Had Lynn just checked out? Had she become so disgusted by everyone who lived in Dempsey Hollow that she’d detached? And did that mean from Ari too? Ari should have been there for her.
They’d only ever had two or three bad fights. And those had all occurred when they had been much younger, but Ari remembered that this was what Lynn did. She took some time to cool off. Was that what was going on now?
Less than two days since Ari’s world fell apart. How short that seemed. And somehow also interminable.
She’d checked the news online, although she was sure her parents would have shielded her from it if they could. Dempsey Hollow resident found dead under suspicious circumstances. Evidence of illegal drugs. Suspect in custody. Local teenage girl with head injury discovered near the scene. Identity withheld.
Identity withheld. She barely knew who she was anymore. Lynn knew her better than anyone; Lynn would be able to remind her who she was. Not this person blindly going through the motions, this girl who couldn’t remember how the hell she even ended up out there, at the cabin. She noticed that there was no mention of Stroud.

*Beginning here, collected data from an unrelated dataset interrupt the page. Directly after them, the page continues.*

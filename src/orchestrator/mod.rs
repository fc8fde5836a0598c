//! Application-level orchestration.
//!
//! This module owns the run lifecycle (start/stop) and the periodic refresh of
//! status, logs and checkpoint listings. UI/CLI layers send commands in and
//! receive `PanelEvent`s back, so neither side touches the other's state.

mod controller;

pub(crate) use controller::{run_controller, UiCommand};
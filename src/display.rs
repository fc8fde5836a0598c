//! Pure mappings from collaborator payloads to what the panels show.
//!
//! Every refresh builds a fresh value here and the UI replaces its previous
//! one wholesale, so styling from an earlier state never leaks into the next.

use crate::model::{RunState, StatusResponse};

/// Placeholder shown when the collaborator reports no command.
pub const NO_COMMAND: &str = "-";

#[derive(Debug, Clone, Copy, PartialEq, Eq)]
pub enum StatusStyle {
    Neutral,
    Progress,
    Success,
    Error,
    /// State string did not match any known pattern.
    Unclassified,
}

#[derive(Debug, Clone, PartialEq, Eq)]
pub struct Banner {
    pub success: bool,
    pub message: String,
}

#[derive(Debug, Clone, PartialEq, Eq)]
pub struct StatusDisplay {
    pub state_text: String,
    pub command_text: String,
    pub style: StatusStyle,
    pub banner: Option<Banner>,
}

impl Default for StatusDisplay {
    fn default() -> Self {
        Self {
            state_text: "-".into(),
            command_text: NO_COMMAND.into(),
            style: StatusStyle::Unclassified,
            banner: None,
        }
    }
}

pub fn map_status_to_display(status: &StatusResponse) -> StatusDisplay {
    let (style, banner) = match &status.state {
        RunState::Running => (StatusStyle::Progress, None),
        RunState::Idle => (StatusStyle::Neutral, None),
        RunState::Exited { code } => {
            if status.state.is_success() {
                (
                    StatusStyle::Success,
                    Some(Banner {
                        success: true,
                        message: "Run finished successfully (exit 0)".into(),
                    }),
                )
            } else {
                (
                    StatusStyle::Error,
                    Some(Banner {
                        success: false,
                        message: format!("Run failed with exit code {code}"),
                    }),
                )
            }
        }
        RunState::Unknown(_) => (StatusStyle::Unclassified, None),
    };

    StatusDisplay {
        state_text: status.state.to_string(),
        command_text: status
            .command
            .as_deref()
            .filter(|c| !c.is_empty())
            .unwrap_or(NO_COMMAND)
            .to_string(),
        style,
        banner,
    }
}

/// Rendered log buffer. Always replaced in full.
#[derive(Debug, Clone, Default, PartialEq, Eq)]
pub struct LogView {
    pub text: String,
    pub line_count: usize,
}

impl LogView {
    pub fn from_lines(lines: &[String]) -> Self {
        Self {
            text: lines.join("\n"),
            line_count: lines.len(),
        }
    }

    /// Scroll offset that puts the newest line at the bottom of the viewport.
    pub fn max_scroll(&self, viewport_height: usize) -> usize {
        self.line_count.saturating_sub(viewport_height)
    }
}

/// Checkpoint listing with a selection that survives refreshes by value.
#[derive(Debug, Clone, Default, PartialEq, Eq)]
pub struct ModelSelector {
    files: Vec<String>,
    selected: Option<usize>,
}

impl ModelSelector {
    /// Replace the listing. The previous selection is kept if the same
    /// filename is still present, otherwise the first entry is selected.
    pub fn replace(&mut self, files: Vec<String>) {
        let previous = self.selected_file().map(str::to_owned);
        self.selected = previous
            .and_then(|prev| files.iter().position(|f| *f == prev))
            .or(if files.is_empty() { None } else { Some(0) });
        self.files = files;
    }

    pub fn clear(&mut self) {
        self.files.clear();
        self.selected = None;
    }

    pub fn files(&self) -> &[String] {
        &self.files
    }

    pub fn selected_index(&self) -> Option<usize> {
        self.selected
    }

    pub fn selected_file(&self) -> Option<&str> {
        self.selected
            .and_then(|i| self.files.get(i))
            .map(String::as_str)
    }

    /// Select `name` if it is listed. Returns whether it was found.
    pub fn select_by_name(&mut self, name: &str) -> bool {
        match self.files.iter().position(|f| f == name) {
            Some(i) => {
                self.selected = Some(i);
                true
            }
            None => false,
        }
    }

    pub fn select_next(&mut self) {
        if self.files.is_empty() {
            return;
        }
        self.selected = Some(match self.selected {
            Some(i) => (i + 1).min(self.files.len() - 1),
            None => 0,
        });
    }

    pub fn select_prev(&mut self) {
        if self.files.is_empty() {
            return;
        }
        self.selected = Some(self.selected.map(|i| i.saturating_sub(1)).unwrap_or(0));
    }
}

She looked at the clock: 7:54 a.m. She was startled by a sudden surge of anger. Mrs. Lubnick had spoken to her mother. The story was on the freaking web! There was no way Lynn didn’t know what had happened. What the fuck?! Ari would never treat her this way. She slammed her laptop closed and stood up. She was going over to Lynn’s. Once she got things clear in her own head—with Lynn’s help—she’d fill her parents in.
Although…she paused and replayed the conversation she’d had with her mom last night.
“Your father and I have been talking,” her mother had said, sitting down next to her on the bed. “We wondered if perhaps you might want to speak to someone. Someone professional. Captain Rourke strongly recommended it.”